La consultora Oliver Wyman recomienda tomar medidas como crear una cultura de integración en ambos sentidos, entre innovadores y gestores de riesgo, que habrán de aprender unos de otros;

Establecer para los conflictos o diferencias que aparezcan, un sistema de mediación interna o externa a la empresa, del máximo nivel, para lo que será probablemente necesario el concurso y asesoramiento de un tercero, con experiencia;

Analizar qué herramientas de los riesgos clásicos, financieros (crédito, tipos de interés, divisa, país) o de otros tipos de riesgos clásicos pueden utilizarse para gestionar los nuevos riesgos;

Como se ha dicho, establecer con anterioridad las líneas rojas evitando en lo posible que supongan frenos o un daño para la capacidad de innovación;

Establecer plazos para un chequeo de los riesgos y las incidencias a corregir.

Compliance

La crisis reciente ha traído consigo la aparición o el refuerzo del concepto de Compliance o la necesidad de cumplir estrictamente con una serie de requisitos preestablecidos que obligan a monitorear y controlar  los riesgos principales que se pueden producir en el entorno de una compañía u organización, lo que ha cristalizado en el concepto de Compliance, algo que, sin embrago, es este ámbito está aun en mantillas por la dificultad que existe para identificar claramente los riesgos y establecer protocolos y requerimientos.

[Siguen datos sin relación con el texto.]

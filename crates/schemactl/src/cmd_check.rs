use std::path::PathBuf;

use anyhow::{bail, Result};
use protoschema::model::Diagnostic;
use serde::Serialize;

use crate::common::{self, RunOptions};

#[derive(Serialize)]
struct CheckReport<'a> {
    success: bool,
    schemas: Vec<&'a str>,
    diagnostics: &'a [Diagnostic],
}

pub fn run(files: &[PathBuf], options: &RunOptions) -> Result<()> {
    let out = common::compile(files, &options.compile)?;
    if options.json {
        let schemas: Vec<&str> = out
            .model
            .as_ref()
            .map(|model| model.schemas().iter().map(|s| s.name()).collect())
            .unwrap_or_default();
        common::print_json(&CheckReport {
            success: out.success,
            schemas,
            diagnostics: &out.diagnostics,
        })?;
    } else {
        common::print_diagnostics(&out.diagnostics);
    }

    let summary = common::summary(&out.diagnostics);
    let Some(model) = out.model else {
        bail!("check failed: {summary}");
    };
    if !options.json {
        println!("ok: {} schema(s), {summary}", model.schemas().len());
    }
    Ok(())
}
use crate::common::{Endian, VersionRange, VERSION_PROPS};
use crate::context::ParseContext;
use crate::error::SchemaError;
use crate::props::Props;

use super::int::SPECIAL_PROPS;
use super::{FieldCommon, FieldScope};

pub(super) const PROPS: &[&str] = &[
    "type",
    "endian",
    "defaultValue",
    "validRange",
    "validValue",
    "validMin",
    "validMax",
    "units",
    "displayDecimals",
    "nonUniqueSpecialsAllowed",
    "displaySpecials",
    "validCheckVersion",
];

#[derive(Debug, Clone, Copy, PartialEq, Eq)]
pub enum FloatType {
    Float,
    Double,
}

impl FloatType {
    pub fn width(self) -> usize {
        match self {
            FloatType::Float => 4,
            FloatType::Double => 8,
        }
    }
}

#[derive(Debug, Clone, PartialEq)]
pub struct FloatSpecial {
    pub name: String,
    pub value: f64,
    pub description: Option<String>,
    pub display_name: Option<String>,
    pub version: VersionRange,
}

#[derive(Debug, Clone, PartialEq)]
pub struct FloatField {
    pub ty: FloatType,
    pub endian: Endian,
    pub default_value: f64,
    pub(crate) default_declared: bool,
    pub valid_ranges: Vec<(f64, f64)>,
    pub specials: Vec<FloatSpecial>,
    pub units: Option<String>,
    pub display_decimals: u32,
    pub display_specials: bool,
    pub valid_check_version: bool,
}

impl FloatField {
    pub fn special(&self, name: &str) -> Option<f64> {
        self.specials.iter().find(|s| s.name == name).map(|s| s.value)
    }

    pub fn is_valid(&self, value: f64) -> bool {
        self.valid_ranges.is_empty() || self.valid_ranges.iter().any(|(lo, hi)| *lo <= value && value <= *hi)
    }
}

fn parse_float(text: &str) -> Option<f64> {
    match text.trim() {
        "nan" => Some(f64::NAN),
        "inf" => Some(f64::INFINITY),
        "-inf" => Some(f64::NEG_INFINITY),
        other => other.parse::<f64>().ok().filter(|v| v.is_finite()),
    }
}

fn same(a: f64, b: f64) -> bool {
    a == b || (a.is_nan() && b.is_nan())
}

pub(super) fn parse(
    props: &Props<'_>,
    common: &FieldCommon,
    scope: &FieldScope<'_>,
    cx: &mut ParseContext<'_>,
) -> Result<FloatField, SchemaError> {
    let name = common.name.as_str();
    let location = props.location();
    let text = props.require("type")?;
    let ty = match text {
        "float" => FloatType::Float,
        "double" => FloatType::Double,
        other => return Err(props.bad_value("type", other, "expected float or double")),
    };
    if scope.in_bitfield {
        return Err(SchemaError::invalid(location, name, "float values cannot be bitfield members"));
    }

    let non_unique = props.bool("nonUniqueSpecialsAllowed", false)?;
    let mut specials: Vec<FloatSpecial> = Vec::new();
    for node in props.elements().iter().filter(|n| n.name() == "special") {
        let sp = Props::new(node, &[SPECIAL_PROPS, VERSION_PROPS], cx.strict(true))?;
        let special_name = sp
            .identifier("name")?
            .ok_or_else(|| SchemaError::missing(node.location(), "special", "name"))?;
        let text = sp.require("val")?;
        let value = parse_float(text).ok_or_else(|| sp.bad_value("val", text, "expected a number, nan, inf or -inf"))?;
        if specials.iter().any(|s| s.name == special_name) {
            return Err(SchemaError::duplicate(node.location(), "special value", special_name));
        }
        if !non_unique && specials.iter().any(|s| same(s.value, value)) {
            return Err(SchemaError::invalid(
                node.location(),
                name,
                format!("special '{special_name}' repeats an existing value"),
            ));
        }
        specials.push(FloatSpecial {
            name: special_name.to_string(),
            value,
            description: sp.string("description")?,
            display_name: sp.string("displayName")?,
            version: VersionRange::parse(&sp, special_name, &common.version, cx.schema_version)?,
        });
    }

    let default_text = props.get("defaultValue")?;
    let default_value = match default_text {
        None => 0.0,
        Some(text) => parse_float(text)
            .or_else(|| specials.iter().find(|s| s.name == text).map(|s| s.value))
            .ok_or_else(|| props.bad_value("defaultValue", text, "expected a number or a special value name"))?,
    };

    let number = |prop: &str, text: &str| {
        parse_float(text).ok_or_else(|| props.bad_value(prop, text, "expected a number"))
    };
    let mut valid_ranges = Vec::new();
    for (text, _) in props.all("validRange") {
        let (lo, hi) = text
            .trim()
            .strip_prefix('[')
            .and_then(|t| t.strip_suffix(']'))
            .and_then(|t| t.split_once(','))
            .ok_or_else(|| props.bad_value("validRange", text, "expected '[min, max]'"))?;
        valid_ranges.push((number("validRange", lo)?, number("validRange", hi)?));
    }
    for (text, _) in props.all("validValue") {
        let value = number("validValue", text)?;
        valid_ranges.push((value, value));
    }
    if let Some(text) = props.get("validMin")? {
        valid_ranges.push((number("validMin", text)?, f64::INFINITY));
    }
    if let Some(text) = props.get("validMax")? {
        valid_ranges.push((f64::NEG_INFINITY, number("validMax", text)?));
    }
    if let Some((lo, hi)) = valid_ranges.iter().find(|(lo, hi)| lo > hi) {
        return Err(SchemaError::invalid(location, name, format!("valid range [{lo}, {hi}] is empty")));
    }

    let field = FloatField {
        ty,
        endian: scope.endian,
        default_value,
        default_declared: default_text.is_some(),
        valid_ranges,
        specials,
        units: props.string("units")?,
        display_decimals: props.unsigned::<u32>("displayDecimals")?.unwrap_or(0),
        display_specials: props.bool("displaySpecials", true)?,
        valid_check_version: props.bool("validCheckVersion", false)?,
    };
    let is_special = field.specials.iter().any(|s| same(s.value, default_value));
    if default_value.is_finite() && !is_special && !field.is_valid(default_value) {
        cx.warn(
            location,
            format!("default value {default_value} of '{name}' is outside its valid ranges"),
        );
    }
    Ok(field)
}
use std::path::PathBuf;

use anyhow::{bail, Context, Result};
use protoschema::model::{Compilation, CompileOptions, Diagnostic, Field, Protocol, Severity};
use serde::Serialize;
use tracing::info;

/// Flags shared by every subcommand.
#[derive(Debug, Clone, Default)]
pub struct RunOptions {
    pub json: bool,
    pub compile: CompileOptions,
}

pub fn compile(files: &[PathBuf], options: &CompileOptions) -> Result<Compilation> {
    if files.is_empty() {
        bail!("at least one schema file is required");
    }
    let out = protoschema::compile_files(files, options).context("load schema files")?;
    info!(
        files = files.len(),
        success = out.success,
        diagnostics = out.diagnostics.len(),
        "compiled"
    );
    Ok(out)
}

/// Compile and hand out the model, printing diagnostics first.
pub fn load_protocol(files: &[PathBuf], options: &RunOptions) -> Result<Protocol> {
    let out = compile(files, &options.compile)?;
    if !options.json || !out.success {
        print_diagnostics(&out.diagnostics);
    }
    match out.model {
        Some(model) => Ok(model),
        None => bail!("{}", summary(&out.diagnostics)),
    }
}

pub fn print_diagnostics(diagnostics: &[Diagnostic]) {
    for diagnostic in diagnostics {
        eprintln!("{diagnostic}");
    }
}

/// "2 errors, 1 warning" style counts.
pub fn summary(diagnostics: &[Diagnostic]) -> String {
    let errors = diagnostics
        .iter()
        .filter(|d| d.severity != Severity::Warning)
        .count();
    let warnings = diagnostics.len() - errors;
    format!("{}, {}", plural(errors, "error"), plural(warnings, "warning"))
}

fn plural(count: usize, word: &str) -> String {
    if count == 1 {
        format!("1 {word}")
    } else {
        format!("{count} {word}s")
    }
}

/// Byte length as printed in tables: fixed, a range, or open ended.
pub fn format_length(field: &Field) -> String {
    match field.length() {
        Some(len) => len.to_string(),
        None if field.max_length() == usize::MAX => format!("{}..", field.min_length()),
        None => format!("{}..={}", field.min_length(), field.max_length()),
    }
}

pub fn print_json<T: Serialize>(value: &T) -> Result<()> {
    let text = serde_json::to_string_pretty(value).context("serialise JSON output")?;
    println!("{text}");
    Ok(())
}

#[cfg(test)]
mod tests {
    use super::*;
    use protoschema::xml::Location;

    fn diagnostic(severity: Severity) -> Diagnostic {
        Diagnostic {
            severity,
            location: Location::new("a.xml", 1, 1),
            message: "m".into(),
        }
    }

    #[test]
    fn summary_counts_by_severity() {
        let diags = [
            diagnostic(Severity::Fatal),
            diagnostic(Severity::Error),
            diagnostic(Severity::Warning),
        ];
        assert_eq!(summary(&diags), "2 errors, 1 warning");
        assert_eq!(summary(&[]), "0 errors, 0 warnings");
    }

    #[test]
    fn lengths_are_formatted() {
        let out = protoschema::compile_sources(
            &[(
                "l.xml",
                r#"<schema name="l"><fields>
                    <int name="A" type="uint32"/>
                    <string name="B"/>
                    <int name="D" type="uintvar" length="3"/>
                </fields></schema>"#,
            )],
            &CompileOptions::default(),
        )
        .expect("well-formed");
        let model = out.model.expect("model");
        let schema = model.main_schema().expect("schema");
        let lengths: Vec<String> = schema.fields().map(|(_, f)| format_length(f)).collect();
        assert_eq!(lengths[0], "4");
        assert_eq!(lengths[1], "0..");
        assert_eq!(lengths[2], "1..=3");
    }
}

Las autoridades reguladoras y supervisoras aun se encuentran en un estadio muy inicial en este campo

Las autoridades reguladoras y supervisoras aun se encuentran en un estadio muy inicial en todo lo relacionado con la innovación y los riesgos que acompañan sus procesos y son, precisamente, las empresas y los mercados los que llevan la iniciativa y la batuta, por lo que aún tardará en establecerse un cuerpo sólido de Compliance  en este terreno y en establecer la taxonomía y calificación standar de los mismos que hagan posible la labor de estas autoridades y el sometimiento a unos requisitos preestablecidos.

Todo ello hace que nos encontremos ante un escenario novedoso en el que los agentes que intervienen en él deben actuar la mayoría de las veces sin un guión ni un libreto previo para abrir un camino que más adelante pueda ser balizado y pavimentado de cara a los futuros desarrollos y proyectos y marcar los limites claros de los riesgos así como los puntos negros y las normas y herramientas estándar que puedan llegar a utilizarse para gestionarlos.